Fungi are among the most extensively distributed microorganisms and are ubiquitous in the environment. However, a small percentage of these remarkable eukaryotes are also major human pathogens. The frequency of opportunistic fungal infections continues to increase due to the expansion in the numbers of immunocompromised hosts ^[1]. Aspergillus species (spp.) are one of the most common medically important opportunistic fungi ^[2]. Invasive infections with Aspergillus spp. are typically considered life-threatening and most frequently occur in immunocompromised individuals such as those receiving chemotherapy, undergoing solid organ transplantation (SOT), or hematopoietic stem cell transplantation (HSCT) ^[3][4]. Among the human pathogenic species of the genus Aspergillus, Aspergillus fumigatus is the most common causative agent, followed by A. flavus, A. terreus, and A. niger ^[5]. In compromised hosts, Aspergillus infections most commonly manifest as invasive pulmonary aspergillosis (IPA). The number of patients undergoing transplantation has grown exponentially in recent years, particularly in patients undergoing HSCT for the treatment of hematological malignancy ^[6]. IPA occurs in 3.6 to 10.3% of allogeneic HSCT recipients leading to a mortality rate of 50 to 80% ^[6][7].
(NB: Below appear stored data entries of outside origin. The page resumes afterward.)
//! Opaque bitfields.

use std::fmt;

/// A status or error field whose bits are not fully understood.
///
/// Only the raw value is kept. Callers test individual bits; no meaning is
/// attached to bits that have not been confirmed against the device.
#[derive(Clone, Copy, Default, PartialEq, Eq, Hash)]
pub struct Bitfield(pub u32);

impl Bitfield {
    /// Raw value.
    #[must_use]
    pub const fn bits(self) -> u32 {
        self.0
    }

    /// Returns true if no bit is set.
    #[must_use]
    pub const fn is_empty(self) -> bool {
        self.0 == 0
    }

    /// Returns true if bit `index` (0 = least significant) is set.
    #[must_use]
    pub const fn is_set(self, index: u8) -> bool {
        index < 32 && self.0 & (1 << index) != 0
    }

    /// Indices of all set bits, lowest first.
    pub fn set_bits(self) -> impl Iterator<Item = u8> {
        (0u8..32).filter(move |&index| self.is_set(index))
    }
}

impl From<u8> for Bitfield {
    fn from(value: u8) -> Self {
        Self(u32::from(value))
    }
}

impl From<u16> for Bitfield {
    fn from(value: u16) -> Self {
        Self(u32::from(value))
    }
}

impl From<u32> for Bitfield {
    fn from(value: u32) -> Self {
        Self(value)
    }
}

impl fmt::Debug for Bitfield {
    fn fmt(&self, f: &mut fmt::Formatter<'_>) -> fmt::Result {
        write!(f, "Bitfield({:#010x})", self.0)
    }
}
//! Command pipe frames for the Safera Sense protocol.
//!
//! Every write to the command characteristic is an 8-byte frame:
//!
//! ```text
//! [opcode:4 LE] [param:4 LE]
//! ```
//!
//! Fan and light intensity commands are device commands whose opcode packs a
//! service id and a parameter id, so on the wire they read
//! `[service_id, param_id, 0x00, 0x00, value, 0x00, 0x00, 0x00]`.

use std::fmt;
use std::time::Duration;

use crate::error::{Error, Result};
use crate::protocol::characteristic::COMMAND_FRAME_LEN;
use crate::types::{FanIntent, FanLevel, LightIntent, LightLevel};

/// Minimum delay the device needs between the two BOOST frames.
pub const BOOST_FRAME_DELAY: Duration = Duration::from_millis(100);

/// Opcode that selects which day the statistics characteristic reports.
///
/// The day index travels in the parameter word.
pub const SELECT_DAY_STATISTICS_OPCODE: u32 = service_opcode(CommandService::Statistics, 0x10);

/// Service ids observed on the command pipe.
#[derive(Debug, Clone, Copy, PartialEq, Eq, Hash)]
#[repr(u8)]
pub enum CommandService {
    /// Fan speed.
    Fan = 0x01,
    /// Fan boost mode.
    Boost = 0x02,
    /// Fan automatic mode.
    FanAuto = 0x04,
    /// Light brightness.
    Light = 0x05,
    /// Day statistics selection.
    Statistics = 0x06,
}

impl From<CommandService> for u8 {
    fn from(service: CommandService) -> Self {
        service as Self
    }
}

/// Parameter id carrying an intensity value.
const PARAM_INTENSITY: u8 = 0x20;

/// Parameter id that switches boost mode on.
const PARAM_BOOST: u8 = 0x10;

/// Value written to the fan-auto service.
const FAN_AUTO_VALUE: u32 = 0x02;

/// Fan speed byte for BOOST.
const BOOST_INTENSITY: u8 = 0x78;

/// Packs a service id and a parameter id into an opcode word.
#[must_use]
pub const fn service_opcode(service: CommandService, param_id: u8) -> u32 {
    service as u32 | (param_id as u32) << 8
}

/// Intensity byte for a manual fan level below BOOST.
const fn fan_intensity(level: FanLevel) -> Option<u8> {
    match level {
        FanLevel::Off => Some(0x00),
        FanLevel::Level1 => Some(0x1E),
        FanLevel::Level2 => Some(0x3C),
        FanLevel::Level3 => Some(0x5A),
        FanLevel::Boost => None,
    }
}

/// Intensity byte for a light level.
const fn light_intensity(level: LightLevel) -> u8 {
    match level {
        LightLevel::Off => 0x00,
        LightLevel::Level1 => 0x1E,
        LightLevel::Level2 => 0x3C,
        LightLevel::Level3 => 0x5A,
    }
}

/// One 8-byte command pipe frame.
#[derive(Clone, Copy, PartialEq, Eq, Hash)]
pub struct CommandFrame([u8; COMMAND_FRAME_LEN]);

impl CommandFrame {
    /// Builds a frame from an opcode and a 32-bit parameter.
    #[must_use]
    pub const fn new(opcode: u32, param: u32) -> Self {
        let op = opcode.to_le_bytes();
        let pa = param.to_le_bytes();
        Self([op[0], op[1], op[2], op[3], pa[0], pa[1], pa[2], pa[3]])
    }

    /// Builds an intensity-style frame for a service and parameter id.
    #[must_use]
    pub const fn service(service: CommandService, param_id: u8, value: u8) -> Self {
        Self::new(service_opcode(service, param_id), value as u32)
    }

    /// Opcode word.
    #[must_use]
    pub const fn opcode(&self) -> u32 {
        u32::from_le_bytes([self.0[0], self.0[1], self.0[2], self.0[3]])
    }

    /// Parameter word.
    #[must_use]
    pub const fn param(&self) -> u32 {
        u32::from_le_bytes([self.0[4], self.0[5], self.0[6], self.0[7]])
    }

    /// Service id byte.
    #[must_use]
    pub const fn service_id(&self) -> u8 {
        self.0[0]
    }

    /// Parameter id byte.
    #[must_use]
    pub const fn param_id(&self) -> u8 {
        self.0[1]
    }

    /// Value byte of an intensity frame.
    #[must_use]
    pub const fn value(&self) -> u8 {
        self.0[4]
    }

    /// Raw frame bytes.
    #[must_use]
    pub const fn as_bytes(&self) -> &[u8; COMMAND_FRAME_LEN] {
        &self.0
    }
}

impl fmt::Debug for CommandFrame {
    fn fmt(&self, f: &mut fmt::Formatter<'_>) -> fmt::Result {
        write!(f, "CommandFrame({})", hex::encode(self.0))
    }
}

impl AsRef<[u8]> for CommandFrame {
    fn as_ref(&self) -> &[u8] {
        &self.0
    }
}

/// Ordered frames that must be written with a delay between each pair.
#[derive(Debug, Clone, PartialEq, Eq)]
pub struct CommandSequence {
    /// Frames in write order.
    pub frames: Vec<CommandFrame>,
    /// Minimum delay between consecutive frames.
    pub inter_frame_delay: Duration,
}

impl CommandSequence {
    /// A sequence of one frame.
    #[must_use]
    pub fn single(frame: CommandFrame) -> Self {
        Self {
            frames: vec![frame],
            inter_frame_delay: Duration::ZERO,
        }
    }

    /// Number of frames.
    #[must_use]
    pub fn len(&self) -> usize {
        self.frames.len()
    }

    /// Returns true if the sequence has no frames.
    #[must_use]
    pub fn is_empty(&self) -> bool {
        self.frames.is_empty()
    }
}

impl From<CommandFrame> for CommandSequence {
    fn from(frame: CommandFrame) -> Self {
        Self::single(frame)
    }
}

/// Encodes a fan intent.
///
/// - AUTO: one `04 20 .. 02` frame, the level is ignored.
/// - OFF..L3: one `01 20 .. <intensity>` frame.
/// - BOOST: `01 20 .. 78` then `02 10 .. 78`, [`BOOST_FRAME_DELAY`] apart.
pub fn encode_fan_command(intent: FanIntent) -> Result<CommandSequence> {
    if intent.auto {
        let frame = CommandFrame::new(
            service_opcode(CommandService::FanAuto, PARAM_INTENSITY),
            FAN_AUTO_VALUE,
        );
        return Ok(frame.into());
    }

    match fan_intensity(intent.level) {
        Some(intensity) => {
            Ok(CommandFrame::service(CommandService::Fan, PARAM_INTENSITY, intensity).into())
        }
        None if intent.level == FanLevel::Boost => Ok(CommandSequence {
            frames: vec![
                CommandFrame::service(CommandService::Fan, PARAM_INTENSITY, BOOST_INTENSITY),
                CommandFrame::service(CommandService::Boost, PARAM_BOOST, BOOST_INTENSITY),
            ],
            inter_frame_delay: BOOST_FRAME_DELAY,
        }),
        None => Err(Error::InvalidCommandIntent {
            reason: format!("no fan intensity for {:?}", intent.level),
        }),
    }
}

/// Encodes a light intent. The command pipe has no light AUTO command.
pub fn encode_light_command(intent: LightIntent) -> Result<CommandFrame> {
    if intent.auto {
        return Err(Error::InvalidCommandIntent {
            reason: "light AUTO cannot be commanded".into(),
        });
    }
    Ok(CommandFrame::service(
        CommandService::Light,
        PARAM_INTENSITY,
        light_intensity(intent.level),
    ))
}

/// Encodes an arbitrary device command.
#[must_use]
pub const fn encode_device_command(opcode: u32, param: u32) -> CommandFrame {
    CommandFrame::new(opcode, param)
}

/// Encodes the statistics day selection.
#[must_use]
pub const fn encode_select_day(opcode: u32, day: u16) -> CommandFrame {
    CommandFrame::new(opcode, day as u32)
}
2. Cytokines and Chemokines Responses in Invasive Aspergillosis after Hematopoietic Stem Cell Transplantation

Cytokines and chemokines are biologically active secreted proteins released by immune cells that play critical roles in cell-to-cell communication. In aspergillosis, they are an important component of host defenses against infection by promoting the initiation, maintenance, and resolution of the host response ^[8]. Innate immune cells composed of granulocytes, monocytes, AECs, and DCs are the first line of defense against Aspergillus and are the cells that primarily combat the fungus within the first week after infection ^[8]. In addition, macrophages phagocytose Aspergillus conidia and inhibit their intracellular germination in the early phase of infection ^[9], which induces the expression of inflammatory chemokines and cytokines. Furthermore, neutrophils and circulating monocytes damage hyphae by secreting oxidative and non-oxidative microbicidal compounds ^[10]. Hence, early neutropenia followed by immunosuppressive drugs in HSCT leads to defects in certain immune-related phagocytosis. Thus, these findings indicate that the association between HSCT and the immune system is highly dynamic ^[11].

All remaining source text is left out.